Kind of an odd question here.
First let's define what an "average" nuclear explosion is, because that's quite a controversial term - "average". Considering that the peak of nuclear tests was at the 1960s, and that the bulk of nuclear or thermonuclear devices developed in that period were fission bombs, and disregarding radical developments like the Tsar Bomba or the B41 nuclear bomb, I'd say it's safe to proclaim an explosion yielding ~800t of TNT is average on these terms.
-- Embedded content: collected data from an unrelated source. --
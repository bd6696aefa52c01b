// search.rs
//! Vocabulario de los trabajos de búsqueda por subestructura.
//!
//! Los estados siguen el vocabulario de la cola (`PENDING`, `STARTED`,
//! `SUCCESS`, `FAILURE`) y se transportan como cadenas opacas: el servicio
//! los devuelve tal cual sin interpretarlos.

use serde::{Deserialize, Serialize};
use std::fmt;
use std::str::FromStr;

/// Nombre con el que se encola la búsqueda; los workers sólo reclaman
/// trabajos con este nombre.
pub const SEARCH_TASK_NAME: &str = "molecules.run_substructure_search";

#[derive(Debug, Clone, Copy, PartialEq, Eq, Hash)]
pub enum JobStatus {
    Pending,
    Started,
    Success,
    Failure,
}

impl JobStatus {
    pub fn as_str(&self) -> &'static str {
        match self {
            JobStatus::Pending => "PENDING",
            JobStatus::Started => "STARTED",
            JobStatus::Success => "SUCCESS",
            JobStatus::Failure => "FAILURE",
        }
    }

    /// Estado terminal (el resultado ya está disponible).
    pub fn is_ready(&self) -> bool {
        matches!(self, JobStatus::Success | JobStatus::Failure)
    }
}

impl fmt::Display for JobStatus {
    fn fmt(&self, f: &mut fmt::Formatter<'_>) -> fmt::Result {
        f.write_str(self.as_str())
    }
}

impl FromStr for JobStatus {
    type Err = String;

    fn from_str(s: &str) -> Result<Self, Self::Err> {
        match s {
            "PENDING" => Ok(JobStatus::Pending),
            "STARTED" => Ok(JobStatus::Started),
            "SUCCESS" => Ok(JobStatus::Success),
            "FAILURE" => Ok(JobStatus::Failure),
            other => Err(format!("estado de trabajo desconocido: {other}")),
        }
    }
}

/// Argumentos de una búsqueda. Es a la vez el cuerpo de la petición HTTP y
/// la carga útil que viaja por la cola.
#[derive(Debug, Clone, PartialEq, Eq, Serialize, Deserialize)]
pub struct SearchArgs {
    pub substructure_smiles: String,
}

/// Resultado expuesto al consultar un trabajo terminado: la lista de
/// coincidencias o, si falló, el texto del error.
#[derive(Debug, Clone, PartialEq, Eq, Serialize, Deserialize)]
#[serde(untagged)]
pub enum SearchOutcome {
    Matches(Vec<String>),
    Error(String),
}

/// Estado de un trabajo tal como lo informa la cola.
#[derive(Debug, Clone, PartialEq, Eq)]
pub struct JobState {
    pub status: String,
    pub ready: bool,
    pub failed: bool,
    pub matches: Option<Vec<String>>,
    pub error: Option<String>,
}

impl JobState {
    /// Estado de un trabajo aún no visto (o desconocido).
    pub fn pending() -> Self {
        Self::in_progress(JobStatus::Pending)
    }

    pub fn in_progress(status: JobStatus) -> Self {
        Self { status: status.as_str().to_string(), ready: false, failed: false, matches: None, error: None }
    }

    pub fn succeeded(matches: Vec<String>) -> Self {
        Self { status: JobStatus::Success.as_str().to_string(),
               ready: true,
               failed: false,
               matches: Some(matches),
               error: None }
    }

    pub fn failed(error: impl Into<String>) -> Self {
        Self { status: JobStatus::Failure.as_str().to_string(),
               ready: true,
               failed: true,
               matches: None,
               error: Some(error.into()) }
    }

    /// Resultado visible: `None` mientras no esté listo.
    pub fn outcome(&self) -> Option<SearchOutcome> {
        if !self.ready {
            return None;
        }
        if self.failed {
            let detail = self.error.clone().unwrap_or_else(|| self.status.clone());
            return Some(SearchOutcome::Error(detail));
        }
        Some(SearchOutcome::Matches(self.matches.clone().unwrap_or_default()))
    }
}

/// Respuesta al encolar una búsqueda.
#[derive(Debug, Clone, PartialEq, Eq, Serialize, Deserialize)]
pub struct SearchTicket {
    #[serde(rename = "task_id")]
    pub job_id: String,
    pub status: String,
}

/// Respuesta al consultar una búsqueda.
#[derive(Debug, Clone, PartialEq, Eq, Serialize, Deserialize)]
pub struct SearchResult {
    #[serde(rename = "task_id")]
    pub job_id: String,
    pub status: String,
    pub result: Option<SearchOutcome>,
}

#[cfg(test)]
mod tests {
    use super::*;
    use serde_json::json;

    #[test]
    fn status_round_trips_through_str() {
        for s in [JobStatus::Pending, JobStatus::Started, JobStatus::Success, JobStatus::Failure] {
            assert_eq!(s.as_str().parse::<JobStatus>().unwrap(), s);
        }
        assert!("RETRY".parse::<JobStatus>().is_err());
        assert!(!JobStatus::Started.is_ready());
    }

    #[test]
    fn outcome_only_when_ready() {
        assert_eq!(JobState::pending().outcome(), None);
        assert_eq!(JobState::in_progress(JobStatus::Started).outcome(), None);
        assert_eq!(JobState::succeeded(vec!["CCO".into()]).outcome(),
                   Some(SearchOutcome::Matches(vec!["CCO".into()])));
        assert_eq!(JobState::failed("Invalid substructure: x").outcome(),
                   Some(SearchOutcome::Error("Invalid substructure: x".into())));
    }

    #[test]
    fn result_json_shape() {
        let done = SearchResult { job_id: "abc".into(),
                                  status: "SUCCESS".into(),
                                  result: Some(SearchOutcome::Matches(vec!["c1ccccc1".into()])) };
        assert_eq!(serde_json::to_value(&done).unwrap(),
                   json!({"task_id": "abc", "status": "SUCCESS", "result": ["c1ccccc1"]}));
        let pending = SearchResult { job_id: "abc".into(), status: "PENDING".into(), result: None };
        assert_eq!(serde_json::to_value(&pending).unwrap(),
                   json!({"task_id": "abc", "status": "PENDING", "result": null}));
        let failed = SearchResult { job_id: "abc".into(),
                                    status: "FAILURE".into(),
                                    result: Some(SearchOutcome::Error("boom".into())) };
        assert_eq!(serde_json::to_value(&failed).unwrap()["result"], json!("boom"));
    }
}

use chem_core::MoleculeStore;
use chem_domain::{MoleculeUpdate, NewMolecule, StoreError};
use chem_persistence::{PgMoleculeStore, PoolProvider};
use test_support::{unique, with_pool};

fn store() -> Option<PgMoleculeStore<PoolProvider>> {
    with_pool(|pool| PgMoleculeStore::new(PoolProvider { pool: pool.clone() }))
}

#[test]
fn add_get_update_delete_round_trip() {
    let Some(store) = store() else { eprintln!("DATABASE_URL no definido: omitiendo test"); return; };
    let smiles = unique("CCO");
    let created = store.add(&NewMolecule::new(&smiles, Some("Ethanol".into()))).expect("add");
    assert_eq!(store.get_by_id(created.id).unwrap(), Some(created.clone()));
    assert_eq!(store.get_by_structure(&smiles).unwrap(), Some(created.clone()));

    let renamed = store.update(created.id, &MoleculeUpdate::name(Some("Etanol".into()))).unwrap().unwrap();
    assert_eq!(renamed.smiles, smiles);
    assert_eq!(renamed.name.as_deref(), Some("Etanol"));

    let cleared = store.update(created.id, &MoleculeUpdate::name(None)).unwrap().unwrap();
    assert_eq!(cleared.name, None);

    let unchanged = store.update(created.id, &MoleculeUpdate::default()).unwrap().unwrap();
    assert_eq!(unchanged, cleared);

    assert!(store.delete(created.id).unwrap());
    assert!(!store.delete(created.id).unwrap());
    assert_eq!(store.get_by_id(created.id).unwrap(), None);
    assert_eq!(store.update(created.id, &MoleculeUpdate::name(None)).unwrap(), None);
}

#[test]
fn duplicate_structure_is_conflict() {
    let Some(store) = store() else { eprintln!("DATABASE_URL no definido: omitiendo test"); return; };
    let smiles = unique("c1ccccc1");
    let created = store.add(&NewMolecule::new(&smiles, None)).expect("add");
    let err = store.add(&NewMolecule::new(&smiles, None)).unwrap_err();
    assert!(matches!(err, StoreError::Conflict(_)), "{err:?}");
    store.delete(created.id).unwrap();
}

#[test]
fn list_and_stream_follow_id_order() {
    let Some(store) = store() else { eprintln!("DATABASE_URL no definido: omitiendo test"); return; };
    let inserted: Vec<_> = (0..3).map(|i| store.add(&NewMolecule::new(unique(&format!("C{i}")), None)).unwrap())
                                 .collect();
    let listed = store.list(0, 1000).unwrap();
    let ids: Vec<i32> = listed.iter().map(|r| r.id).collect();
    let mut sorted = ids.clone();
    sorted.sort();
    assert_eq!(ids, sorted);

    let streamed: Vec<String> = store.stream_structures().unwrap().map(Result::unwrap).collect();
    let positions: Vec<usize> = inserted.iter()
                                        .map(|r| streamed.iter().position(|s| *s == r.smiles).expect("en el stream"))
                                        .collect();
    assert!(positions.windows(2).all(|w| w[0] < w[1]));

    for r in inserted {
        store.delete(r.id).unwrap();
    }
}

#[test]
fn small_pages_stream_every_row_once() {
    let Some(store) = store() else { eprintln!("DATABASE_URL no definido: omitiendo test"); return; };
    let store = store.with_page_size(2);
    let inserted: Vec<_> = (0..5).map(|i| store.add(&NewMolecule::new(unique(&format!("CO{i}")), None)).unwrap())
                                 .collect();
    let streamed: Vec<String> = store.stream_structures().unwrap().map(Result::unwrap).collect();
    for r in &inserted {
        assert_eq!(streamed.iter().filter(|s| **s == r.smiles).count(), 1, "{} una sola vez", r.smiles);
    }
    for r in inserted {
        store.delete(r.id).unwrap();
    }
}
//! Esquema Diesel (escrito a mano). Reemplazable con `diesel print-schema`.

diesel::table! {
    molecules (id) {
        id -> Integer,
        smiles_string -> Text,
        name -> Nullable<Varchar>,
    }
}

diesel::table! {
    search_jobs (id) {
        id -> Uuid,
        task_name -> Text,
        payload -> Jsonb,
        status -> Text,
        result -> Nullable<Jsonb>,
        error -> Nullable<Text>,
        created_at -> Timestamptz,
        started_at -> Nullable<Timestamptz>,
        finished_at -> Nullable<Timestamptz>,
    }
}

diesel::allow_tables_to_appear_in_same_query!(
    molecules,
    search_jobs,
);
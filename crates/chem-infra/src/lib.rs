//! chem-infra: adaptadores de infraestructura fuera de Postgres.
//!
//! - `redis_cache`: cache Redis de registros (`RedisCache`).
//! - `logging`: backend `fern` para la fachada `log`.

pub mod logging;
pub mod redis_cache;

pub use logging::LogConfig;
pub use redis_cache::{InfraError, RedisCache, RedisConfig};
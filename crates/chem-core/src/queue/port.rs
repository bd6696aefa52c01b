use chem_domain::{JobState, QueueError, SearchTicket};
use serde_json::Value;

/// Resultado de ejecutar un trabajo: coincidencias o texto del error.
pub type JobOutcome = Result<Vec<String>, String>;

/// Trabajo reclamado por un worker; ya figura como `STARTED` en la cola.
#[derive(Debug, Clone, PartialEq)]
pub struct ClaimedJob {
    pub job_id: String,
    pub task_name: String,
    pub args: Value,
}

pub trait JobQueue: Send + Sync {
    /// Encola un trabajo y devuelve su id con el estado inicial.
    fn submit(&self, task_name: &str, args: Value) -> Result<SearchTicket, QueueError>;

    /// Estado actual. Un id desconocido se informa como `PENDING`.
    fn status(&self, job_id: &str) -> Result<JobState, QueueError>;
}

pub trait JobConsumer: Send + Sync {
    /// Reclama el trabajo pendiente más antiguo con ese nombre, si hay.
    fn claim_next(&self, task_name: &str) -> Result<Option<ClaimedJob>, QueueError>;

    /// Registra el estado terminal. No hay reintentos: un trabajo fallido
    /// queda fallido.
    fn complete(&self, job_id: &str, outcome: &JobOutcome) -> Result<(), QueueError>;
}
//! molecules-api
//!
//! Servidor HTTP del registro de moléculas:
//! - `config`: `AppConfig` desde entorno / .env.
//! - `state`: montaje de adaptadores (Postgres + Redis o memoria).
//! - `api`: router axum y traducción de errores a códigos HTTP.
//! - `errors`: errores de arranque.

pub mod api;
pub mod config;
pub mod errors;
pub mod state;

pub use config::{AppConfig, StorageBackend};
pub use errors::AppError;
pub use state::{App, AppState};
To back up my numbers I cite the statistics for 60s-era nuclear tests, like Operation Nougat, Operation Dominic, Operation Whetstone, Operation Latchkey and Operation Flintlock. The numbers are readily available on Wikipedia.
Now to the Space Shuttle.
The solid rocket boosters (SRBs) of a Space Shuttle exert 14MN (14x10^6 Newtons) of thrust each shortly after liftoff, and provide 80% of thrust for the whole stack until they are jettisoned at 46km above sea level. Their thrust level is constant until the fuel is burnt and depleted.
The SSMEs (Space Shuttle Main Engines each produce ~2MN of thrust at 100% throttle up until the Shuttle reaches orbit at 320km altitude.
Considering that work can be measured in Newtons per meters, ie., J = Nm, therefore:
14x10^6N * 46,000m = 644x10^9J
x 2 SRBs = 1,288x10^9J
2x10^6N * 320,000m = 640x10^9J
x 3 SSMEs = 1,920x10^9J
SSMEs + SRBs = 3,208x10^9J or 3.2x10^12J or 3.2TJ.
1kt of TNT equals 4.184TJ, therefore, one Space Shuttle launch is equal to around 760 tons of TNT across the whole 320km stretch.
Did I get the work/energy/force relationships right?